### Prompt
In the listing that follows, tally the lines containing "left"; give the count and nothing more.

### Dataset records
··········
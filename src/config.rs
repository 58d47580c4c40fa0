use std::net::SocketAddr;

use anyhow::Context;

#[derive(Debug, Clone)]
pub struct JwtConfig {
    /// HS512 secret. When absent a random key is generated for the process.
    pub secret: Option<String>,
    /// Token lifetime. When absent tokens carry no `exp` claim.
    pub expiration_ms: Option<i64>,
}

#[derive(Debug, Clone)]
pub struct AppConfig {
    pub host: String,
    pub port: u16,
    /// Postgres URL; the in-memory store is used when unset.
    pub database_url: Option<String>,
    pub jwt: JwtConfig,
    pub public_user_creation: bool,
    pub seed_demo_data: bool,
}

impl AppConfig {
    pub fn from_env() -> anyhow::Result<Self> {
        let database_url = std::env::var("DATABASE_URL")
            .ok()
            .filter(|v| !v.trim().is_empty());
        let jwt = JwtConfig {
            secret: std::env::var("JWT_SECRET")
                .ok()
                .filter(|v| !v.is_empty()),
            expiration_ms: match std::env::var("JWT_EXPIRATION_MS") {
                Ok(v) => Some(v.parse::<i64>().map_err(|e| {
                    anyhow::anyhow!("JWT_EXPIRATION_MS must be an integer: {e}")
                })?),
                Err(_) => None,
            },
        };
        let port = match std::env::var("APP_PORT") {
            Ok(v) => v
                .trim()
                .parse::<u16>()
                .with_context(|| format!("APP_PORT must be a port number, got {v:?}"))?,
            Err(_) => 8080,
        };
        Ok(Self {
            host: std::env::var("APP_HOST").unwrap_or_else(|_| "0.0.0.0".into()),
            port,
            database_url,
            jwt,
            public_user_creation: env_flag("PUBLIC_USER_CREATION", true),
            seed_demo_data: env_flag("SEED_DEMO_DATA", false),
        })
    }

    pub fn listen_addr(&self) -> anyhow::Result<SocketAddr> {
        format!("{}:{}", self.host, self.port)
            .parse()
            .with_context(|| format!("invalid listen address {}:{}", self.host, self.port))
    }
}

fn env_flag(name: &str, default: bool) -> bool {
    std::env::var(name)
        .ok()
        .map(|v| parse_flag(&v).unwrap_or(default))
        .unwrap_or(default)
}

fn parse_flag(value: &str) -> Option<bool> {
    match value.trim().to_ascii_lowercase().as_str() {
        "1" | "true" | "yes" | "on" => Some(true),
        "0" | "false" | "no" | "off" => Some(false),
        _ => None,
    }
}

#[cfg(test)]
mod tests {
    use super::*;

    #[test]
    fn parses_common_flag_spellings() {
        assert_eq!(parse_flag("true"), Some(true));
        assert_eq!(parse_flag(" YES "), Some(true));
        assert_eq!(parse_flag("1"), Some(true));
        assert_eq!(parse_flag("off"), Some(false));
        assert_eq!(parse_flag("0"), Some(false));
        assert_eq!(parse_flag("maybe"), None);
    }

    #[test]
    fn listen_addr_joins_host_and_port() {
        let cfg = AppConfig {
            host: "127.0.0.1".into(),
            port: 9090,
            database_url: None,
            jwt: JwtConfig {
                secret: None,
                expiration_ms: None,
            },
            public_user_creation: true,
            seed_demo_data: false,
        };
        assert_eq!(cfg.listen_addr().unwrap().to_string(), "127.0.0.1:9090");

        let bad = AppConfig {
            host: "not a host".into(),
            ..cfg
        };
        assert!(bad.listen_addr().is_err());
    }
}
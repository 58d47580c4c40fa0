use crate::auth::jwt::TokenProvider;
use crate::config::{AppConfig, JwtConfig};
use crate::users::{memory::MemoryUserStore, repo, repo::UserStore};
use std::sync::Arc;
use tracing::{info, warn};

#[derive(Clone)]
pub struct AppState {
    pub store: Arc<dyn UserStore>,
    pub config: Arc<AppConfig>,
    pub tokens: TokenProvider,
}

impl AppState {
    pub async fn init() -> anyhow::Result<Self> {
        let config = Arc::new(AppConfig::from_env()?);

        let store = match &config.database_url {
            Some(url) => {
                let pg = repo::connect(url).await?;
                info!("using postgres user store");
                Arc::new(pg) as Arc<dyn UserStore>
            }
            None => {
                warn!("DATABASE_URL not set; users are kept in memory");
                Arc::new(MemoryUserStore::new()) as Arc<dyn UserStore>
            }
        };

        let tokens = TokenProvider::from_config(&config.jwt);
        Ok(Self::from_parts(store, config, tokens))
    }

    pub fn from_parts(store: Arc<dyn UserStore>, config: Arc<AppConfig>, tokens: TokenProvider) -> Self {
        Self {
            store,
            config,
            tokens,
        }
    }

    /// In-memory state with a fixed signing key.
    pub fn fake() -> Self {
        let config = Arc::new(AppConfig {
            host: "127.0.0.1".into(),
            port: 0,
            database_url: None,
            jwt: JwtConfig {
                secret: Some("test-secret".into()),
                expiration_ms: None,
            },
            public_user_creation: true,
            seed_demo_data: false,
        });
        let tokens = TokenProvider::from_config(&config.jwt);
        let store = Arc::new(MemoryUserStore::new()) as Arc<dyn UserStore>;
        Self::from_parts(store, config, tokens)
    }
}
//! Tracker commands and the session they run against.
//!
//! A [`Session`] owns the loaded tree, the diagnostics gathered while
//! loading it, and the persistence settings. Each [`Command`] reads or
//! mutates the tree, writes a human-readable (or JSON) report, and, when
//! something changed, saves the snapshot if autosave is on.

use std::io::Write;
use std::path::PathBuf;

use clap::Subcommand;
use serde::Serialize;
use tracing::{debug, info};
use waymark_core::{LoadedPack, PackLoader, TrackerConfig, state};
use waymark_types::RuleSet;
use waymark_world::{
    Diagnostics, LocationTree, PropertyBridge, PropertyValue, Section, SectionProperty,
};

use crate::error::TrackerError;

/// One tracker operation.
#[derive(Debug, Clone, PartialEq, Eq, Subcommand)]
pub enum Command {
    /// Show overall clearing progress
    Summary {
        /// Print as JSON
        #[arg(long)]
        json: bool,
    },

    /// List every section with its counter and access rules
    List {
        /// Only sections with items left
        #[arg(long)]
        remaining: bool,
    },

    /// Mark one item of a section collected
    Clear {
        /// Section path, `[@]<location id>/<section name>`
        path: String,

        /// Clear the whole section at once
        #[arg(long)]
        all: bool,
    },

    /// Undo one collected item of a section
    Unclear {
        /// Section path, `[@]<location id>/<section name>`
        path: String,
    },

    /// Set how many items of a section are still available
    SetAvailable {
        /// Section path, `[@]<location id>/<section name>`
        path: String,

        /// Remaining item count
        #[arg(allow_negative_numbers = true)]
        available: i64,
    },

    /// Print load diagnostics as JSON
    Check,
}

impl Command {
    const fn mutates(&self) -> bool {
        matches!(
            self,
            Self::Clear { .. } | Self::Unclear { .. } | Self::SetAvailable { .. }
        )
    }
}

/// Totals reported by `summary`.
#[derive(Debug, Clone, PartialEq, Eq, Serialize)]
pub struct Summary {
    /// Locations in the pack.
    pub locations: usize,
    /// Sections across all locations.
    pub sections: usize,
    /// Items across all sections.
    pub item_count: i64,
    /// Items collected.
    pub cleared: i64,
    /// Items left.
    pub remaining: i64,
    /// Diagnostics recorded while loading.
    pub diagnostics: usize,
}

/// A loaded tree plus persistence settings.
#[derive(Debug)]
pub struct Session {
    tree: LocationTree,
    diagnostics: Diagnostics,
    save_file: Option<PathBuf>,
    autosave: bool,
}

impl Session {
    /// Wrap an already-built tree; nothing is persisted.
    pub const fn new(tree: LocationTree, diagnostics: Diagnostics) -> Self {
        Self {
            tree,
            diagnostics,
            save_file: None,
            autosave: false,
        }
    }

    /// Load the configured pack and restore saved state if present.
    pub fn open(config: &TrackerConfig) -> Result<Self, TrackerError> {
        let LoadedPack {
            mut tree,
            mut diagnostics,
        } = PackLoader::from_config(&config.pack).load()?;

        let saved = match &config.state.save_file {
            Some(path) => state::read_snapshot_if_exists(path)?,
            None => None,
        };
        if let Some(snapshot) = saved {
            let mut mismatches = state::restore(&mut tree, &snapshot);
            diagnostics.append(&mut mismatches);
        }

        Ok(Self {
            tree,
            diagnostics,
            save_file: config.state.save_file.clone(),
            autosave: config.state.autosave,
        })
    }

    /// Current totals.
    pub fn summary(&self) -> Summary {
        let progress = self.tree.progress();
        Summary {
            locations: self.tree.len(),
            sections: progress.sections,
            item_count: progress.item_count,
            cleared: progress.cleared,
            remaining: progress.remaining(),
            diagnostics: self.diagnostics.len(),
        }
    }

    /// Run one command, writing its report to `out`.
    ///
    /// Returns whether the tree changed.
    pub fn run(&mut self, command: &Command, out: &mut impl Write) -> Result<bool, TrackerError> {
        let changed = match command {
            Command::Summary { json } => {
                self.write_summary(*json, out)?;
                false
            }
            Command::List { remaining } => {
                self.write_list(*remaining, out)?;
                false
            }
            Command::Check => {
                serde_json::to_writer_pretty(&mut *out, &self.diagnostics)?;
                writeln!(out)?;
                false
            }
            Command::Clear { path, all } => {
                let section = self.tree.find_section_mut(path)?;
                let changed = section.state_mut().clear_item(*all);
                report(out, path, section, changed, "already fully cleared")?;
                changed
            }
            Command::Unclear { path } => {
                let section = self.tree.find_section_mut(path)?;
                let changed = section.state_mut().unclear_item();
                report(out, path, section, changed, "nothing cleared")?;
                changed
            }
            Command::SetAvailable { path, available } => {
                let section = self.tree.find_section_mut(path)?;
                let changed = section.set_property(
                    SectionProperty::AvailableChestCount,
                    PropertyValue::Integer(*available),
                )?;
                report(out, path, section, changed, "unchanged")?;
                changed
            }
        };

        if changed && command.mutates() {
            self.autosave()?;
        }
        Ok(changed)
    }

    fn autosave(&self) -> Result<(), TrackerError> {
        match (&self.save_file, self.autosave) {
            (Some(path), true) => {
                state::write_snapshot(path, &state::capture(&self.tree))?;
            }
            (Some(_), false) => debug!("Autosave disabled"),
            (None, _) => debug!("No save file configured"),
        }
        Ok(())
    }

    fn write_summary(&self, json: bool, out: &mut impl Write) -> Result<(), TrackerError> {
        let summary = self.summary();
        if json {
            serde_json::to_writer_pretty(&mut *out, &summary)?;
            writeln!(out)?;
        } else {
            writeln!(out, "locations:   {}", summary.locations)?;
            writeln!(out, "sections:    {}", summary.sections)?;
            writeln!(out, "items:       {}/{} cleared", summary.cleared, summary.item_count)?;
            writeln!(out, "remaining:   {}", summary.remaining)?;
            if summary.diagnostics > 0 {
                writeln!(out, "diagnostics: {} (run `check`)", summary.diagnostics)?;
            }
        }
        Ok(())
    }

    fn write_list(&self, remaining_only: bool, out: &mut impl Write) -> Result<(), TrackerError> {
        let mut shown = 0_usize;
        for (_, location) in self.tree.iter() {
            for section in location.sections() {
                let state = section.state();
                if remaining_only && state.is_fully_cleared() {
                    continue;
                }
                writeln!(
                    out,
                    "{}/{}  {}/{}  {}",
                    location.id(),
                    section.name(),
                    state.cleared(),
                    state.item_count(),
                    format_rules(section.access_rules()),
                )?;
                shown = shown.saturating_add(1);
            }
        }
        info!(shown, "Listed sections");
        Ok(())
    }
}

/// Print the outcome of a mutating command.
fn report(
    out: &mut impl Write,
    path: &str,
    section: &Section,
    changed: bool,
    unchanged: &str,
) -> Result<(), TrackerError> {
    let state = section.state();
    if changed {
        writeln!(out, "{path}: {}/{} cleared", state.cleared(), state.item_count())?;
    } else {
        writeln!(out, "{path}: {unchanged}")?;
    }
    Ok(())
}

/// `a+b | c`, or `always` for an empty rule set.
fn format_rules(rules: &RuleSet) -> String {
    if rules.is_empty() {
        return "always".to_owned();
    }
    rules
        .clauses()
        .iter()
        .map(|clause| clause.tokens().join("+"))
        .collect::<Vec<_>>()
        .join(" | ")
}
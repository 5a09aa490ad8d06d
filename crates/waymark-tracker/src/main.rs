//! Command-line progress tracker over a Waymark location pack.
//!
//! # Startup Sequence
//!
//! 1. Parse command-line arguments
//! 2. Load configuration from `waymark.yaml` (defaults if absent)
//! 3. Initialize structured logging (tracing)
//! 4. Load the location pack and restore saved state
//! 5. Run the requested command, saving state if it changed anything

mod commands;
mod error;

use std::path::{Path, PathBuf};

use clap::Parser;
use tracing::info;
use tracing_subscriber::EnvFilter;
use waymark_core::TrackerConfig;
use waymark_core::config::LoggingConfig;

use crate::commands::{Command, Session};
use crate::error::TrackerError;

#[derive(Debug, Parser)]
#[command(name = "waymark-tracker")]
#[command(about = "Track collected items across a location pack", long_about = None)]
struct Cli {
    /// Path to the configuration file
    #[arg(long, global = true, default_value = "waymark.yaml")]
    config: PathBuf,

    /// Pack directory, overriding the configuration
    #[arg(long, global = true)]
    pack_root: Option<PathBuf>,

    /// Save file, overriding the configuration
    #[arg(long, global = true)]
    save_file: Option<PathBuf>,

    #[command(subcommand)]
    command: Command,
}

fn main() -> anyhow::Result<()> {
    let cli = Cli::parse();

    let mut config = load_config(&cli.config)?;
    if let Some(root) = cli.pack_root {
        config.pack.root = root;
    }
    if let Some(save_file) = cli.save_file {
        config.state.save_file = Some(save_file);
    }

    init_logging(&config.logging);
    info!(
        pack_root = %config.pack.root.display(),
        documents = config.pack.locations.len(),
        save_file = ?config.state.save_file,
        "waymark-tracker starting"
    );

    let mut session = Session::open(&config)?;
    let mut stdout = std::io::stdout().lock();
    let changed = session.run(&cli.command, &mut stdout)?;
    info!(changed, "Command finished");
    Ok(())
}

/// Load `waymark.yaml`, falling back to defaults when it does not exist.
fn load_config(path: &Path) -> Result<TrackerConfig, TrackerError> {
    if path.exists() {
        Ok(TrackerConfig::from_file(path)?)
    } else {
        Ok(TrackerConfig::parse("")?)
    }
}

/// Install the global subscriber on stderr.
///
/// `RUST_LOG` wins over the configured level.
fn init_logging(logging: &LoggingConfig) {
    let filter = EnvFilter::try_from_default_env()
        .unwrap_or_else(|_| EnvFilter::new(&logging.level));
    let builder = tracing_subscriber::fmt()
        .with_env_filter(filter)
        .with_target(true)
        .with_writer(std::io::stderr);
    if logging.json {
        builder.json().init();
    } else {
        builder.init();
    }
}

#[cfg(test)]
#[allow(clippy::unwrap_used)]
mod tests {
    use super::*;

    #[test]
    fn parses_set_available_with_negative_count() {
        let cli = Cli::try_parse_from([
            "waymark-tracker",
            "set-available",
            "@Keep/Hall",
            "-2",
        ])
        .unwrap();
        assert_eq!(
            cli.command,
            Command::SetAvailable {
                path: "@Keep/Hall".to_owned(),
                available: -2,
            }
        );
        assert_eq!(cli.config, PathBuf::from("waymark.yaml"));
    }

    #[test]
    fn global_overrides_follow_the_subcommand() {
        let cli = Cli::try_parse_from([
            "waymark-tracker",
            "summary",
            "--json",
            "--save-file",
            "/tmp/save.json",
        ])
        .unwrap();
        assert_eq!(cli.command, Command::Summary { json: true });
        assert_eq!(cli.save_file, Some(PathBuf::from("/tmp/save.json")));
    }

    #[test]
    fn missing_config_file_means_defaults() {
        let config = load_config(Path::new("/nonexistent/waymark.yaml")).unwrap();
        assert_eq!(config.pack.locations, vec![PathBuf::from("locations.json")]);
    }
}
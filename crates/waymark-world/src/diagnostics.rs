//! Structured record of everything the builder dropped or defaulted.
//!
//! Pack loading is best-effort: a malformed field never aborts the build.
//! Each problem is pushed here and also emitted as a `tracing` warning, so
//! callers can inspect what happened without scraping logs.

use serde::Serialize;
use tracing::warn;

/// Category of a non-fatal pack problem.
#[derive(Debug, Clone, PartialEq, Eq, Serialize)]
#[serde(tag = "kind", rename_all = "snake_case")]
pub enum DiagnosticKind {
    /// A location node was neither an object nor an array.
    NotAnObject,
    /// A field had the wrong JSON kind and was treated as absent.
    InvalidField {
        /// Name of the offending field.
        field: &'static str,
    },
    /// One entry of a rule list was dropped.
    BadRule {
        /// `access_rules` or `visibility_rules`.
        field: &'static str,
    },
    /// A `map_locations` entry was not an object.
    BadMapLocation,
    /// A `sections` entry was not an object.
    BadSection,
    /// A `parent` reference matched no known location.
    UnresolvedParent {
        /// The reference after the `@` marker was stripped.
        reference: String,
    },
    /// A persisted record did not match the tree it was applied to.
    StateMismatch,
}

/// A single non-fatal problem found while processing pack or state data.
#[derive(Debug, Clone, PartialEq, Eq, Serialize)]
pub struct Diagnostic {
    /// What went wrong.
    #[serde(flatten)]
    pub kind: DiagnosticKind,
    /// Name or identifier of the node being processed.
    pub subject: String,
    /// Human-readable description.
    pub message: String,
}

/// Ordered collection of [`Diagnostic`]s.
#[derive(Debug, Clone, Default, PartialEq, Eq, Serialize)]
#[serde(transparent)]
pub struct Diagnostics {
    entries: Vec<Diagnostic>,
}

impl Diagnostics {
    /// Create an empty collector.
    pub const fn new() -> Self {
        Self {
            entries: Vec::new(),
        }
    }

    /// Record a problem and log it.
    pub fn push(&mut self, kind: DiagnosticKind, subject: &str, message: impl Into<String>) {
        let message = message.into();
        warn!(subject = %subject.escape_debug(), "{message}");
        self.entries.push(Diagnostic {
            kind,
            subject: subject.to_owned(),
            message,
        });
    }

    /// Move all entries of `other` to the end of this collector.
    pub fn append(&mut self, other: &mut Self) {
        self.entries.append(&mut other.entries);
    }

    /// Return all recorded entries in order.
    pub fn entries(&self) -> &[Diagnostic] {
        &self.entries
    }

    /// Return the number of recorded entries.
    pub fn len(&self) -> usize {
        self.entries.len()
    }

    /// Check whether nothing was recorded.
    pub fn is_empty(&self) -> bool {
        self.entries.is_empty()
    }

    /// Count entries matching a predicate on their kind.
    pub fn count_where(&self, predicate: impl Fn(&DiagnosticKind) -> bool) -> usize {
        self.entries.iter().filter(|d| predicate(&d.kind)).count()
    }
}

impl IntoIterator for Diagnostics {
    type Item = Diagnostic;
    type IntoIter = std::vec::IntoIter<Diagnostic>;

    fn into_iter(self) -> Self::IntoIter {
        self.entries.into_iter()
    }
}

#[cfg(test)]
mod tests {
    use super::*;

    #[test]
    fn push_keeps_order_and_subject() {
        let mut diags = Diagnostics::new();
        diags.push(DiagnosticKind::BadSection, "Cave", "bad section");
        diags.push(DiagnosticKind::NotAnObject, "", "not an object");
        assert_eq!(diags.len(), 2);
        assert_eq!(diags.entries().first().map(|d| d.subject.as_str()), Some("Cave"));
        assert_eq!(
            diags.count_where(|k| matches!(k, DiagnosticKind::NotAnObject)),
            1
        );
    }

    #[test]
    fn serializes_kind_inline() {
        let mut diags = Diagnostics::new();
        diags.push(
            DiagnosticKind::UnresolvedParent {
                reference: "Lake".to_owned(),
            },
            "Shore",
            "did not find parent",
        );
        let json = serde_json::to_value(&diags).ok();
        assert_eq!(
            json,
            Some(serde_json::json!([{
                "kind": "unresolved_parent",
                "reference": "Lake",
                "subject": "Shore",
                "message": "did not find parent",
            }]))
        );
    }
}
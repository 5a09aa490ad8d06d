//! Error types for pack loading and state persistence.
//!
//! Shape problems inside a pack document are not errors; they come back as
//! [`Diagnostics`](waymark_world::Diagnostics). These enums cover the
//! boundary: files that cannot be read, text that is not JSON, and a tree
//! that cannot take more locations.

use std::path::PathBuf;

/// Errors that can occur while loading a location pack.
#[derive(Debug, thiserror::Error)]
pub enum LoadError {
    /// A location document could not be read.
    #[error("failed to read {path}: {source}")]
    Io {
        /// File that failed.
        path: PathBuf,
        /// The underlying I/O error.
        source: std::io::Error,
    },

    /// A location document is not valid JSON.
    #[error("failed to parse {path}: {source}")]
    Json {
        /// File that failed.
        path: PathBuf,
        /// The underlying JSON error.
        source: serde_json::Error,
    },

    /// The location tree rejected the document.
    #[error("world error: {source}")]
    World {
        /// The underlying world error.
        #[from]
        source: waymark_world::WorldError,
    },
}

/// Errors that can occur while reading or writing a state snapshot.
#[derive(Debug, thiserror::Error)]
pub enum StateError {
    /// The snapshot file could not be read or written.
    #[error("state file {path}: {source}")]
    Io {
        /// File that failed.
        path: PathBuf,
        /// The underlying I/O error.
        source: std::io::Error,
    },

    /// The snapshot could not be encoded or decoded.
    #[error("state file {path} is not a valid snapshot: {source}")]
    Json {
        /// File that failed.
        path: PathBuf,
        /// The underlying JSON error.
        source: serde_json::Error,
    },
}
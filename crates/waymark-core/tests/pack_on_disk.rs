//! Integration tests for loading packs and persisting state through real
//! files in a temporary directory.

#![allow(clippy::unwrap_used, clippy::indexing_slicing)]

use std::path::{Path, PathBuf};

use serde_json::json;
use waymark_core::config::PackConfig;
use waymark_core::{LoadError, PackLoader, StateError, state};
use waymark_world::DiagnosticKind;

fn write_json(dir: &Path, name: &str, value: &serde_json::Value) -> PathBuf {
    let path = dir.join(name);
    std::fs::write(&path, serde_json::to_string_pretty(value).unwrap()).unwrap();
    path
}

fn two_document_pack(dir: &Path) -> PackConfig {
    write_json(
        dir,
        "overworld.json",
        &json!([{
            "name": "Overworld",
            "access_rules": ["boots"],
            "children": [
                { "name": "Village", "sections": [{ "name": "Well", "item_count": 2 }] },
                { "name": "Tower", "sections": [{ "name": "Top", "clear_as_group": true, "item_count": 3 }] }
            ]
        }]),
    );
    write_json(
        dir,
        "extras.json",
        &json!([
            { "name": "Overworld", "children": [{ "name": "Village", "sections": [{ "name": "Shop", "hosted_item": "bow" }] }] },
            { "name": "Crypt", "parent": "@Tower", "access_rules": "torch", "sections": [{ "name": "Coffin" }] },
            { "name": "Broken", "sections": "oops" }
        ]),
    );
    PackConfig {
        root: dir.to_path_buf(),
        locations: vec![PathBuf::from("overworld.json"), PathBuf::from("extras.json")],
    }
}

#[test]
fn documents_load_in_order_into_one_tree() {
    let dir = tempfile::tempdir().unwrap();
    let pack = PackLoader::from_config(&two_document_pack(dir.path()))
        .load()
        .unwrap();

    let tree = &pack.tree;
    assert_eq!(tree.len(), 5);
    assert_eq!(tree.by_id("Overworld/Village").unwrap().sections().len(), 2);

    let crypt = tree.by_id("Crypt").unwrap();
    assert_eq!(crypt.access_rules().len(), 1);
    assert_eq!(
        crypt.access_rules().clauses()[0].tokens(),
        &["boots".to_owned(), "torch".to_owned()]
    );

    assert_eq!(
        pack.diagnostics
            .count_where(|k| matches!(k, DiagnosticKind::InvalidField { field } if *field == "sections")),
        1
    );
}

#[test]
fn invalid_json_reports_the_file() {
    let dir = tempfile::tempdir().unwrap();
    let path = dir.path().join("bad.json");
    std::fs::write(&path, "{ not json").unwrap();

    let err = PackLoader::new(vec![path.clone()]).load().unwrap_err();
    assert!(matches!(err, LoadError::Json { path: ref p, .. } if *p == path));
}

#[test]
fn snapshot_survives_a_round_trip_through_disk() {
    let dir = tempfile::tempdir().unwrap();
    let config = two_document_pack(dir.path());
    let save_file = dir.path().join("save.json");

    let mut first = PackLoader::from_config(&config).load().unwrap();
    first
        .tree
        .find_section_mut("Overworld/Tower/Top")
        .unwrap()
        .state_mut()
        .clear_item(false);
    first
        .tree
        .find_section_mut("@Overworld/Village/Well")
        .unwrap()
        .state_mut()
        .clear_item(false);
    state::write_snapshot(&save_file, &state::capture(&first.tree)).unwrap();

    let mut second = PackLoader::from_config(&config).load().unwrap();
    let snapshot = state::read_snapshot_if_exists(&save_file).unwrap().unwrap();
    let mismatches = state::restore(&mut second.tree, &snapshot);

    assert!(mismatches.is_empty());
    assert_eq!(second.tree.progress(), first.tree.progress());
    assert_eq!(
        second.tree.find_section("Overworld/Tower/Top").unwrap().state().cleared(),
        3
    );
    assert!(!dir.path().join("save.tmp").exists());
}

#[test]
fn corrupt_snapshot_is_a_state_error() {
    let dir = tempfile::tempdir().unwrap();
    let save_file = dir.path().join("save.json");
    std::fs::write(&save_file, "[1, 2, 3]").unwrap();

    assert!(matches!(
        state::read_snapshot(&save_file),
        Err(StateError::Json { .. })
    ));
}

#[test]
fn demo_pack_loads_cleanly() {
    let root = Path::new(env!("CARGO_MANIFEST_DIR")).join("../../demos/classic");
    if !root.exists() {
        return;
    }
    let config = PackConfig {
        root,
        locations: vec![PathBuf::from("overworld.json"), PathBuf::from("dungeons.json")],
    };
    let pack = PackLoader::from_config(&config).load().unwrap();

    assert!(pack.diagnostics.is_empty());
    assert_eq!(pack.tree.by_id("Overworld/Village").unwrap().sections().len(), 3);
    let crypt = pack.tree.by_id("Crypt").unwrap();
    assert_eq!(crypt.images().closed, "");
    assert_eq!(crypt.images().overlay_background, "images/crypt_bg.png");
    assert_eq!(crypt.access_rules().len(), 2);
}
··········
### Written reply
2